(TASK REQUIREMENTS) "onto" is the word to look for; copy each line of the listing where it occurs.
───── MATERIAL TO PROCESS ─────
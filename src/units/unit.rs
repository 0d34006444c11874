//! Unit types and conversion constants
//!
//! Every unit belongs to one category and carries its scale relative to that
//! category's base unit. Adding a unit is a table change, not new logic.

use serde::{Deserialize, Serialize};

// ============================================================================
// Scale Constants (to category base unit)
// ============================================================================

/// Microwatts per kilowatt
pub const UW_PER_KW: f64 = 1_000_000_000.0;
/// Microwatts per watt
pub const UW_PER_W: f64 = 1_000_000.0;
/// Microwatts per milliwatt
pub const UW_PER_MW: f64 = 1_000.0;

/// Millivolts per volt
pub const MV_PER_V: f64 = 1_000.0;

/// Reference of the dBm scale in microwatts (0 dBm = 1 mW)
pub const DBM_REFERENCE_UW: f64 = 1_000.0;

pub const KILO: f64 = 1e3;
pub const MEGA: f64 = 1e6;
pub const GIGA: f64 = 1e9;

// ============================================================================
// Categories
// ============================================================================

/// Physical category of a unit
#[derive(Debug, Clone, Copy, PartialEq, Eq, Hash, Serialize, Deserialize)]
#[serde(rename_all = "snake_case")]
pub enum UnitCategory {
    /// Base unit: microwatts
    Power,
    /// Base unit: "times" (linear ratio)
    Ratio,
    /// Base unit: bits per second
    DataRate,
    /// Base unit: packets per second
    PacketRate,
    /// Base unit: baud
    BaudRate,
    /// Base unit: millivolts
    Voltage,
    /// Base unit: hertz
    Frequency,
    /// Base unit: input power P1
    Gain,
}

impl UnitCategory {
    pub const ALL: [UnitCategory; 8] = [
        UnitCategory::Power,
        UnitCategory::Ratio,
        UnitCategory::DataRate,
        UnitCategory::PacketRate,
        UnitCategory::BaudRate,
        UnitCategory::Voltage,
        UnitCategory::Frequency,
        UnitCategory::Gain,
    ];

    pub fn as_str(&self) -> &'static str {
        match self {
            UnitCategory::Power => "power",
            UnitCategory::Ratio => "ratio",
            UnitCategory::DataRate => "data_rate",
            UnitCategory::PacketRate => "packet_rate",
            UnitCategory::BaudRate => "baud_rate",
            UnitCategory::Voltage => "voltage",
            UnitCategory::Frequency => "frequency",
            UnitCategory::Gain => "gain",
        }
    }

    pub fn from_str(s: &str) -> Option<Self> {
        match s.trim().to_lowercase().replace('-', "_").as_str() {
            "power" => Some(UnitCategory::Power),
            "ratio" => Some(UnitCategory::Ratio),
            "data_rate" | "datarate" | "bitrate" => Some(UnitCategory::DataRate),
            "packet_rate" | "packetrate" => Some(UnitCategory::PacketRate),
            "baud_rate" | "baudrate" | "baud" => Some(UnitCategory::BaudRate),
            "voltage" => Some(UnitCategory::Voltage),
            "frequency" | "freq" => Some(UnitCategory::Frequency),
            "gain" => Some(UnitCategory::Gain),
            _ => None,
        }
    }

    /// The unit all conversions in this category are routed through
    pub fn base_unit(&self) -> Unit {
        match self {
            UnitCategory::Power => Unit::Microwatts,
            UnitCategory::Ratio => Unit::Times,
            UnitCategory::DataRate => Unit::Bps,
            UnitCategory::PacketRate => Unit::Pps,
            UnitCategory::BaudRate => Unit::Baudios,
            UnitCategory::Voltage => Unit::Millivolts,
            UnitCategory::Frequency => Unit::Hz,
            UnitCategory::Gain => Unit::P1,
        }
    }
}

// ============================================================================
// Scales
// ============================================================================

/// Relationship between a unit and its category's base unit
#[derive(Debug, Clone, Copy, PartialEq)]
pub enum Scale {
    /// `base = value * factor`
    Linear(f64),
    /// `base = reference * 10^(value / 10)`
    Logarithmic { reference: f64 },
}

impl Scale {
    /// Normalize a value expressed in this scale to the base unit
    pub fn to_base(&self, value: f64) -> f64 {
        match *self {
            Scale::Linear(factor) => value * factor,
            Scale::Logarithmic { reference } => reference * 10f64.powf(value / 10.0),
        }
    }

    /// Project a base-unit value onto this scale
    ///
    /// Non-positive base values on a logarithmic scale yield `-inf` or `NaN`.
    pub fn from_base(&self, base: f64) -> f64 {
        match *self {
            Scale::Linear(factor) => base / factor,
            Scale::Logarithmic { reference } => 10.0 * (base / reference).log10(),
        }
    }

    pub fn is_logarithmic(&self) -> bool {
        matches!(self, Scale::Logarithmic { .. })
    }
}

// ============================================================================
// Units
// ============================================================================

/// A measurement unit from the closed conversion table
#[derive(Debug, Clone, Copy, PartialEq, Eq, Hash, Serialize, Deserialize)]
#[serde(rename_all = "lowercase")]
pub enum Unit {
    Watts,
    Milliwatts,
    Microwatts,
    Kilowatts,
    Bps,
    Kbps,
    Mbps,
    Mpps,
    Kpps,
    Pps,
    Baudios,
    Mbaudios,
    Volts,
    Millivolts,
    Ghz,
    Hz,
    Mhz,
    Khz,
    Times,
    Db,
    Dbm,
    Mw,
    P1,
    P2,
}

/// Table row describing one unit
#[derive(Debug, Clone, Copy)]
pub struct UnitSpec {
    pub unit: Unit,
    pub name: &'static str,
    pub label: &'static str,
    pub category: UnitCategory,
    pub scale: Scale,
}

const fn row(
    unit: Unit,
    name: &'static str,
    label: &'static str,
    category: UnitCategory,
    scale: Scale,
) -> UnitSpec {
    UnitSpec {
        unit,
        name,
        label,
        category,
        scale,
    }
}

/// The conversion table, in picker order
pub static UNIT_TABLE: [UnitSpec; 24] = [
    row(Unit::Watts, "watts", "Watts", UnitCategory::Power, Scale::Linear(UW_PER_W)),
    row(Unit::Milliwatts, "milliwatts", "Milliwatts", UnitCategory::Power, Scale::Linear(UW_PER_MW)),
    row(Unit::Microwatts, "microwatts", "Microwatts", UnitCategory::Power, Scale::Linear(1.0)),
    row(Unit::Kilowatts, "kilowatts", "Kilowatts", UnitCategory::Power, Scale::Linear(UW_PER_KW)),
    row(Unit::Bps, "bps", "Bps", UnitCategory::DataRate, Scale::Linear(1.0)),
    row(Unit::Kbps, "kbps", "Kbps", UnitCategory::DataRate, Scale::Linear(KILO)),
    row(Unit::Mbps, "mbps", "Mbps", UnitCategory::DataRate, Scale::Linear(MEGA)),
    row(Unit::Mpps, "mpps", "MPPS", UnitCategory::PacketRate, Scale::Linear(MEGA)),
    row(Unit::Kpps, "kpps", "KPPS", UnitCategory::PacketRate, Scale::Linear(KILO)),
    row(Unit::Pps, "pps", "PPS", UnitCategory::PacketRate, Scale::Linear(1.0)),
    row(Unit::Baudios, "baudios", "Baudios", UnitCategory::BaudRate, Scale::Linear(1.0)),
    row(Unit::Mbaudios, "mbaudios", "MBaudios", UnitCategory::BaudRate, Scale::Linear(MEGA)),
    row(Unit::Volts, "volts", "Volts", UnitCategory::Voltage, Scale::Linear(MV_PER_V)),
    row(Unit::Millivolts, "millivolts", "Millivolts", UnitCategory::Voltage, Scale::Linear(1.0)),
    row(Unit::Ghz, "ghz", "GHz", UnitCategory::Frequency, Scale::Linear(GIGA)),
    row(Unit::Hz, "hz", "Hz", UnitCategory::Frequency, Scale::Linear(1.0)),
    row(Unit::Mhz, "mhz", "MHz", UnitCategory::Frequency, Scale::Linear(MEGA)),
    row(Unit::Khz, "khz", "kHz", UnitCategory::Frequency, Scale::Linear(KILO)),
    row(Unit::Times, "times", "Veces", UnitCategory::Ratio, Scale::Linear(1.0)),
    row(Unit::Db, "db", "dB", UnitCategory::Ratio, Scale::Logarithmic { reference: 1.0 }),
    row(Unit::Dbm, "dbm", "dBm", UnitCategory::Power, Scale::Logarithmic { reference: DBM_REFERENCE_UW }),
    row(Unit::Mw, "mw", "mW", UnitCategory::Power, Scale::Linear(1.0)),
    row(Unit::P1, "p1", "P1", UnitCategory::Gain, Scale::Linear(1.0)),
    row(Unit::P2, "p2", "P2", UnitCategory::Gain, Scale::Logarithmic { reference: 1.0 }),
];

impl Unit {
    /// All units in picker order
    pub fn all() -> impl Iterator<Item = Unit> {
        UNIT_TABLE.iter().map(|spec| spec.unit)
    }

    /// Table row for this unit
    pub fn spec(&self) -> &'static UnitSpec {
        // Rows are laid out in declaration order, so the discriminant indexes the table.
        &UNIT_TABLE[*self as usize]
    }

    /// Canonical lowercase name (e.g. "dbm")
    pub fn as_str(&self) -> &'static str {
        self.spec().name
    }

    /// Human-readable label (e.g. "dBm", "MBaudios")
    pub fn display_name(&self) -> &'static str {
        self.spec().label
    }

    pub fn category(&self) -> UnitCategory {
        self.spec().category
    }

    pub fn scale(&self) -> Scale {
        self.spec().scale
    }

    /// Normalize a value in this unit to the category base unit
    pub fn to_base(&self, value: f64) -> f64 {
        self.scale().to_base(value)
    }

    /// Project a category base value onto this unit
    pub fn from_base(&self, base: f64) -> f64 {
        self.scale().from_base(base)
    }

    /// Parse a unit from its name, label, or a common alias (case-insensitive)
    pub fn from_str(s: &str) -> Option<Self> {
        let trimmed = s.trim();

        // Exact labels first, then lowercase names
        if let Some(spec) = UNIT_TABLE.iter().find(|spec| spec.label == trimmed) {
            return Some(spec.unit);
        }

        let lower = trimmed.to_lowercase();
        if let Some(spec) = UNIT_TABLE.iter().find(|spec| spec.name == lower) {
            return Some(spec.unit);
        }

        match lower.as_str() {
            "w" | "watt" => Some(Unit::Watts),
            "milliwatt" => Some(Unit::Milliwatts),
            "uw" | "µw" | "microwatt" => Some(Unit::Microwatts),
            "kw" | "kilowatt" => Some(Unit::Kilowatts),
            "b/s" | "bit/s" => Some(Unit::Bps),
            "kb/s" | "kbit/s" => Some(Unit::Kbps),
            "mb/s" | "mbit/s" => Some(Unit::Mbps),
            "baud" | "bd" => Some(Unit::Baudios),
            "mbaud" | "mbd" => Some(Unit::Mbaudios),
            "v" | "volt" => Some(Unit::Volts),
            "mv" | "millivolt" => Some(Unit::Millivolts),
            "veces" | "x" => Some(Unit::Times),
            _ => None,
        }
    }
}

impl std::fmt::Display for Unit {
    fn fmt(&self, f: &mut std::fmt::Formatter<'_>) -> std::fmt::Result {
        f.write_str(self.display_name())
    }
}

/// Units belonging to a category, in picker order
pub fn units_in_category(category: UnitCategory) -> Vec<Unit> {
    UNIT_TABLE
        .iter()
        .filter(|spec| spec.category == category)
        .map(|spec| spec.unit)
        .collect()
}

#[cfg(test)]
mod tests {
    use super::*;

    #[test]
    fn test_table_matches_declaration_order() {
        for (index, spec) in UNIT_TABLE.iter().enumerate() {
            assert_eq!(spec.unit as usize, index, "row {} out of order", spec.name);
        }
    }

    #[test]
    fn test_unit_count() {
        assert_eq!(Unit::all().count(), 24);
    }

    #[test]
    fn test_every_category_has_a_base_unit_with_unit_scale() {
        for category in UnitCategory::ALL {
            let base = category.base_unit();
            assert_eq!(base.category(), category);
            assert_eq!(base.scale(), Scale::Linear(1.0));
        }
    }

    #[test]
    fn test_labels() {
        assert_eq!(Unit::Watts.display_name(), "Watts");
        assert_eq!(Unit::Dbm.display_name(), "dBm");
        assert_eq!(Unit::Mbaudios.display_name(), "MBaudios");
        assert_eq!(Unit::Khz.display_name(), "kHz");
        assert_eq!(Unit::Times.display_name(), "Veces");
        assert_eq!(Unit::Mw.to_string(), "mW");
    }

    #[test]
    fn test_from_str() {
        assert_eq!(Unit::from_str("dbm"), Some(Unit::Dbm));
        assert_eq!(Unit::from_str("dBm"), Some(Unit::Dbm));
        assert_eq!(Unit::from_str("  GHz "), Some(Unit::Ghz));
        assert_eq!(Unit::from_str("MBaudios"), Some(Unit::Mbaudios));
        assert_eq!(Unit::from_str("mW"), Some(Unit::Mw));
        assert_eq!(Unit::from_str("kw"), Some(Unit::Kilowatts));
        assert_eq!(Unit::from_str("veces"), Some(Unit::Times));
        assert_eq!(Unit::from_str("furlongs"), None);
    }

    #[test]
    fn test_names_round_trip() {
        for unit in Unit::all() {
            assert_eq!(Unit::from_str(unit.as_str()), Some(unit));
            assert_eq!(Unit::from_str(unit.display_name()), Some(unit));
        }
    }

    #[test]
    fn test_serde_names() {
        let json = serde_json::to_string(&Unit::Mbaudios).unwrap();
        assert_eq!(json, "\"mbaudios\"");
        let unit: Unit = serde_json::from_str("\"p2\"").unwrap();
        assert_eq!(unit, Unit::P2);
    }

    #[test]
    fn test_categories() {
        assert_eq!(Unit::Dbm.category(), UnitCategory::Power);
        assert_eq!(Unit::Db.category(), UnitCategory::Ratio);
        assert_eq!(Unit::Kpps.category(), UnitCategory::PacketRate);
        assert_eq!(Unit::P2.category(), UnitCategory::Gain);
        assert_eq!(
            units_in_category(UnitCategory::Frequency),
            vec![Unit::Ghz, Unit::Hz, Unit::Mhz, Unit::Khz]
        );
    }

    #[test]
    fn test_category_from_str() {
        assert_eq!(UnitCategory::from_str("data-rate"), Some(UnitCategory::DataRate));
        assert_eq!(UnitCategory::from_str("Power"), Some(UnitCategory::Power));
        assert_eq!(UnitCategory::from_str("mass"), None);
    }
}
─────
(EXERCISE SOLUTION)
    /// Project a base-unit value onto this scale
    /// Project a category base value onto this unit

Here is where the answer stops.